What the task requires — Look for "signedBy" in each line of the entries, and return the matching lines.

Dataset entries
--------
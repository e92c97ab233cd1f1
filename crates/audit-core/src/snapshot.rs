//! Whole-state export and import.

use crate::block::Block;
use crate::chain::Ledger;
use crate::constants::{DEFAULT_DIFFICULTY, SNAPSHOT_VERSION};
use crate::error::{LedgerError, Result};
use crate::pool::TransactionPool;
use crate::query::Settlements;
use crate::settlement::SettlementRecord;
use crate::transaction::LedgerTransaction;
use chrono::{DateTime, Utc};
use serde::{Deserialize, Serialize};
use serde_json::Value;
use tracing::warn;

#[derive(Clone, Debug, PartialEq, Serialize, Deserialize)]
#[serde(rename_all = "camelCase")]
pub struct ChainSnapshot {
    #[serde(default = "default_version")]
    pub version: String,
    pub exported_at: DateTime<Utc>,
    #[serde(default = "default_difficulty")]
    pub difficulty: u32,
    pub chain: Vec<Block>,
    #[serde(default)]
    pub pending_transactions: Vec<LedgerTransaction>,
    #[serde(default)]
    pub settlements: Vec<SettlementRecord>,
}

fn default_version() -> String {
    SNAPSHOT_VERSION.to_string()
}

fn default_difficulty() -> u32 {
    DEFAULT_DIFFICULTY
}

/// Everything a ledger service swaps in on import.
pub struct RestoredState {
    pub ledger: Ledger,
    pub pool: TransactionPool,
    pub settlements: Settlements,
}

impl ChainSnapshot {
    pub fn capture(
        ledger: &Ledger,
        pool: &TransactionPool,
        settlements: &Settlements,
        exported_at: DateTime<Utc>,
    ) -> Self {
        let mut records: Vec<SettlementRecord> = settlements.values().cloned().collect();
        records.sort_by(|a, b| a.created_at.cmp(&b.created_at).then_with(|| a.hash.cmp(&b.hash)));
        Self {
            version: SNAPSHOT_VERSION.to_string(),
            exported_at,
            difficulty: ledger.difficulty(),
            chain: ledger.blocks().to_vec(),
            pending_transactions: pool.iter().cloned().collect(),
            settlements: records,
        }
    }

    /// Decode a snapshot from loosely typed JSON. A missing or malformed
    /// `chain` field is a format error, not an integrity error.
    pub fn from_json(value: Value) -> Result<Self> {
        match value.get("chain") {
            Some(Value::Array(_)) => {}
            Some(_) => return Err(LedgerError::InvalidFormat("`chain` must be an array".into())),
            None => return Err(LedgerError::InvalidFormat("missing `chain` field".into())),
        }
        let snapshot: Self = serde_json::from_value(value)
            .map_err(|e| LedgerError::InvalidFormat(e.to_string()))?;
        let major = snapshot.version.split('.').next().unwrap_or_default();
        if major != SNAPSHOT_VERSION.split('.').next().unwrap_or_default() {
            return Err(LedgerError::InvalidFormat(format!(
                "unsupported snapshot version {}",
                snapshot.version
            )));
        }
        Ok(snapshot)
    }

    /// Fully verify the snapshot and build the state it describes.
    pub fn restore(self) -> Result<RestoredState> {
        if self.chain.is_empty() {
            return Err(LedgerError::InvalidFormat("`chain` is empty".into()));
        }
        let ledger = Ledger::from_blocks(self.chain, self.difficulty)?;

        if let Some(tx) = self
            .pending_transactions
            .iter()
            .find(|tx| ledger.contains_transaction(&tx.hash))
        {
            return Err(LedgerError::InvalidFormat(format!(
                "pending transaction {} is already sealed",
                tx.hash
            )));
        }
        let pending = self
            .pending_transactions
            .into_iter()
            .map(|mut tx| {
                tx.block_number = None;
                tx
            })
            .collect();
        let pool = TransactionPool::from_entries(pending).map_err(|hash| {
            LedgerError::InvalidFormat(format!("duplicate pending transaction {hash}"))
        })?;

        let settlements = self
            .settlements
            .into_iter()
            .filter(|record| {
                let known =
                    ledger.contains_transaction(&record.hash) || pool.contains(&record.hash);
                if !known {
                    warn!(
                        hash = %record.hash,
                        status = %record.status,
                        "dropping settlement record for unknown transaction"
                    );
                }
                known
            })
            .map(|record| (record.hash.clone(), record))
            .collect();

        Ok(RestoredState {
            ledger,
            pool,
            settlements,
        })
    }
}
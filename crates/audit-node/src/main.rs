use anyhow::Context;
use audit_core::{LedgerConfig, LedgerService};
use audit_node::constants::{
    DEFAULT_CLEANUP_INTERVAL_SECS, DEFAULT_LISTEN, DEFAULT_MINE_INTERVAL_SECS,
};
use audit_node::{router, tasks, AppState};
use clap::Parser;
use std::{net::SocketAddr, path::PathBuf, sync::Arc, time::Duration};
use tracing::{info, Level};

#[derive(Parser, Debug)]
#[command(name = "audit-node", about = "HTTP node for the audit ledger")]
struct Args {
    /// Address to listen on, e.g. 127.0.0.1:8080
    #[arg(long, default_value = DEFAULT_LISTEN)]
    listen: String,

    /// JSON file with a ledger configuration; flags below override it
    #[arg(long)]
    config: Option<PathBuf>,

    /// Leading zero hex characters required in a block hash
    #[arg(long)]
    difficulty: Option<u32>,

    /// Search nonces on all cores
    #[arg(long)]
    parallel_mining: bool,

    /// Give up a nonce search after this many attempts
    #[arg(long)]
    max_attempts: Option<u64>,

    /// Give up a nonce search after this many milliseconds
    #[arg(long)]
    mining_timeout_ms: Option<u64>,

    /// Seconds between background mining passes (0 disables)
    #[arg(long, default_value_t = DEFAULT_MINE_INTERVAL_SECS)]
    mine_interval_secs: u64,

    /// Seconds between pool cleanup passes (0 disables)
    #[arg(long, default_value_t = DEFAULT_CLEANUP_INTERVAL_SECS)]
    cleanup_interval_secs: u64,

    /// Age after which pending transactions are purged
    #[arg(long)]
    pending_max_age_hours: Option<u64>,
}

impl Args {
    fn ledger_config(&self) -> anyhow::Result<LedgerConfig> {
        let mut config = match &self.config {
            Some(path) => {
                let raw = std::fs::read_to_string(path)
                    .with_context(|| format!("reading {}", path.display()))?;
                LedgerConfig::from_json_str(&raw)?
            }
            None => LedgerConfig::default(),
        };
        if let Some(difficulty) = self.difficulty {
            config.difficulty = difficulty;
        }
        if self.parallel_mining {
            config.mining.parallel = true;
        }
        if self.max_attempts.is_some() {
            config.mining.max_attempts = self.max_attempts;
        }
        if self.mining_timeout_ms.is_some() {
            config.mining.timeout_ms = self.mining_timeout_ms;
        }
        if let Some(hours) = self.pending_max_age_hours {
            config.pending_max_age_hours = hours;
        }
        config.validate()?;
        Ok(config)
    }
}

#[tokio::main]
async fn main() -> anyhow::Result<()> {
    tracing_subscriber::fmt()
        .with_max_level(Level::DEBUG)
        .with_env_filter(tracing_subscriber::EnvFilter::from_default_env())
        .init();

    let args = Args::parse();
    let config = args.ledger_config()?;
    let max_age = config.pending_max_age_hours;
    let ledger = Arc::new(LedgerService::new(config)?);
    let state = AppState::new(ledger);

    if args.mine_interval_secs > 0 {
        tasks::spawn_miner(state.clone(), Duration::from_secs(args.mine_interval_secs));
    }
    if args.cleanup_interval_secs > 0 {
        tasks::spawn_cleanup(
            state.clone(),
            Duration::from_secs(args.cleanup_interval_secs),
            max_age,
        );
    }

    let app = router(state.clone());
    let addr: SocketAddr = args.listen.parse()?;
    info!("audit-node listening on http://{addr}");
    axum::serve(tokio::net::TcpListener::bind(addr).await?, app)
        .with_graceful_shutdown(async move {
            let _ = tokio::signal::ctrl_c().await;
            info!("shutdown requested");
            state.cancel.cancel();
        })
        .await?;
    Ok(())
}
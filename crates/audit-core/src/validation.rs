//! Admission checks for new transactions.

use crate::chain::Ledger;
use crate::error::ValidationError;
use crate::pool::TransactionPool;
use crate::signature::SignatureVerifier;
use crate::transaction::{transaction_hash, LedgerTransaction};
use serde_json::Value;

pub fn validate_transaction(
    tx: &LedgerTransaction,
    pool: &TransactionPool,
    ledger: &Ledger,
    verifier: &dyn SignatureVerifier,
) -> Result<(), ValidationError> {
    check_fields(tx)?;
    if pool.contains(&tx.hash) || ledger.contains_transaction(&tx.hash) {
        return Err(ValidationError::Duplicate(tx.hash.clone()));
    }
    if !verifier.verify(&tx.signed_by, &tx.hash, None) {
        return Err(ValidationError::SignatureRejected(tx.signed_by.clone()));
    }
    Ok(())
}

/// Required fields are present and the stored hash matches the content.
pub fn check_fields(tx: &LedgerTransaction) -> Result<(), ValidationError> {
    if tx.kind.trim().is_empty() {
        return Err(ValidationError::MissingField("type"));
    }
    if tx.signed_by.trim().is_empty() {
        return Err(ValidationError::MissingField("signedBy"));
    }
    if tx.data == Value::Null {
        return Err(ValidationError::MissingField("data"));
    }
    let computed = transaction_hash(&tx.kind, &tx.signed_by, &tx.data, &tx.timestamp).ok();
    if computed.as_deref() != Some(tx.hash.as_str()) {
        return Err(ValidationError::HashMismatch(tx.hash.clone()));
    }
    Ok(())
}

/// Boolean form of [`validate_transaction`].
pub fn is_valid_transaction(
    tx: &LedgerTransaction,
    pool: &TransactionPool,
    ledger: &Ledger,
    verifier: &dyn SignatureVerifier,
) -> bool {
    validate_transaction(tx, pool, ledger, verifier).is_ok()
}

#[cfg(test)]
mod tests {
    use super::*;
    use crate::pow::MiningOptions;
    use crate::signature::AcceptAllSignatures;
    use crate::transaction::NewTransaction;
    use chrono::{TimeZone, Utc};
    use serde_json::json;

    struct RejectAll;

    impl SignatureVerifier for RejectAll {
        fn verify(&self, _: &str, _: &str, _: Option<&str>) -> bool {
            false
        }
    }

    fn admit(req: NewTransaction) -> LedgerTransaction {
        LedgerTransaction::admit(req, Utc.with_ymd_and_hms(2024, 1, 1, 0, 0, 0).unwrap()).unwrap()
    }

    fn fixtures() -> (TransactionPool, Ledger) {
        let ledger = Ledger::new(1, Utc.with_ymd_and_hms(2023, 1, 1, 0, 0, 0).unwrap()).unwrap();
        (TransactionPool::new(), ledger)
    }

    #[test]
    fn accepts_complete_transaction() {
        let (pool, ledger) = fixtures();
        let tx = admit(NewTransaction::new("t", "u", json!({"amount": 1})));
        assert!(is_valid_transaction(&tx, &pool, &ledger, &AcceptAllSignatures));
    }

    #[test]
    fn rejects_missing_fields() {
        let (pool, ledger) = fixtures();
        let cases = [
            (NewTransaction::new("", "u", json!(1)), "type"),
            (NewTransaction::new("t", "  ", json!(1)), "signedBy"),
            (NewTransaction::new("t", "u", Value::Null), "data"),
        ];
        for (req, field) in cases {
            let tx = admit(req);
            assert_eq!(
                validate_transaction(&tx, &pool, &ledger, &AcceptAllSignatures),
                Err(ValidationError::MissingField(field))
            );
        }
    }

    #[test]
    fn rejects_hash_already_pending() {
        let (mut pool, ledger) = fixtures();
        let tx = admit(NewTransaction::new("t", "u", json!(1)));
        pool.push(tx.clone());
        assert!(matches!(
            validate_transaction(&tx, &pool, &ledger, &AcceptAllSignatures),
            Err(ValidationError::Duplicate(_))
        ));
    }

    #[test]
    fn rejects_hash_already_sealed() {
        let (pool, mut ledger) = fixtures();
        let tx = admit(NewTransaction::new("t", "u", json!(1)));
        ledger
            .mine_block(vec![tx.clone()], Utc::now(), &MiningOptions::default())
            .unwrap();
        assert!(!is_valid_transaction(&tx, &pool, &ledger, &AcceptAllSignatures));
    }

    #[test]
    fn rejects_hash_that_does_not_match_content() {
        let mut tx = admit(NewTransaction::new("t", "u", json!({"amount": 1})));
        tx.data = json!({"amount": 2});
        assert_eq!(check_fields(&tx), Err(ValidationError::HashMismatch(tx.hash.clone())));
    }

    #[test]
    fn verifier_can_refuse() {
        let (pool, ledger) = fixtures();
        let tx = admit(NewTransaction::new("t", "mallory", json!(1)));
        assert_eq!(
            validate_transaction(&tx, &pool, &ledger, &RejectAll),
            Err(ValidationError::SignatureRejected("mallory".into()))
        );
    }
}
--------
Your solution —
        return Err(ValidationError::MissingField("signedBy"));
            (NewTransaction::new("t", "  ", json!(1)), "signedBy"),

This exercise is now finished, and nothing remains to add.